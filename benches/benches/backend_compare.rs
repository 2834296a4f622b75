//! Backend Comparison Benchmark
//!
//! Compares the runtime-dispatched bit-slicing kernel against its two
//! explicit backends (portable 64-lane, AVX2 256-lane), to quantify the
//! cost of the dispatch check and the speedup AVX2 buys when available.

#![allow(clippy::unwrap_used)]

use criterion::{criterion_group, criterion_main, Criterion, Throughput};
use halfloop_core::bitslice;
use halfloop_core::cipher::{key_schedule, mix_columns, rotate_rows, sub_bytes};
use std::hint::black_box;

const KEY: u128 = (0x2b7e_1516_28ae_d2a6_u128 << 64) | 0xabf7_1588_09cf_4f3c_u128;
const TWEAK: u64 = 0x543b_d880_0001_7550;
const PT: u32 = 0x0102_03;

fn bench_backends(c: &mut Criterion) {
    let mut group = c.benchmark_group("Bitslice Backends");
    group.sample_size(10);
    group.throughput(Throughput::Elements(1u64 << 32));

    let rk = key_schedule(KEY, TWEAK);
    let pkey = (u128::from(rk[5] & 0x00ff00) << 112)
        | (u128::from(rk[7]) << 64)
        | (u128::from(rk[8]) << 40)
        | (u128::from(rk[9]) << 16)
        | u128::from(rk[10] >> 8);

    let mut target = PT;
    for rk_i in &rk[0..8] {
        target = mix_columns(rotate_rows(sub_bytes(target ^ rk_i)));
    }

    // 1. Dispatcher (production path): picks AVX2 when available, else portable.
    group.bench_function("Dispatcher (default)", |b| {
        b.iter(|| bitslice::search(black_box(PT), black_box(target), black_box(pkey)));
    });

    // 2. AVX2 — explicit kernel, bypasses the dispatcher's feature check.
    if is_x86_feature_detected!("avx2") {
        group.bench_function("AVX2 (explicit)", |b| {
            // SAFETY: avx2 support confirmed by is_x86_feature_detected! above.
            b.iter(|| unsafe { bitslice::avx2::search(black_box(PT), black_box(target), black_box(pkey)) });
        });
    }

    // 3. Portable — the 64-lane fallback, used as the baseline.
    group.bench_function("Portable (baseline)", |b| {
        b.iter(|| bitslice::portable::search(black_box(PT), black_box(target), black_box(pkey)));
    });

    group.finish();
}

criterion_group!(benches, bench_backends);
criterion_main!(benches);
+===+
_What you should do_
Return each line of the data that contains the string "available".

_Result_
//! cost of the dispatch check and the speedup AVX2 buys when available.
    // 1. Dispatcher (production path): picks AVX2 when available, else portable.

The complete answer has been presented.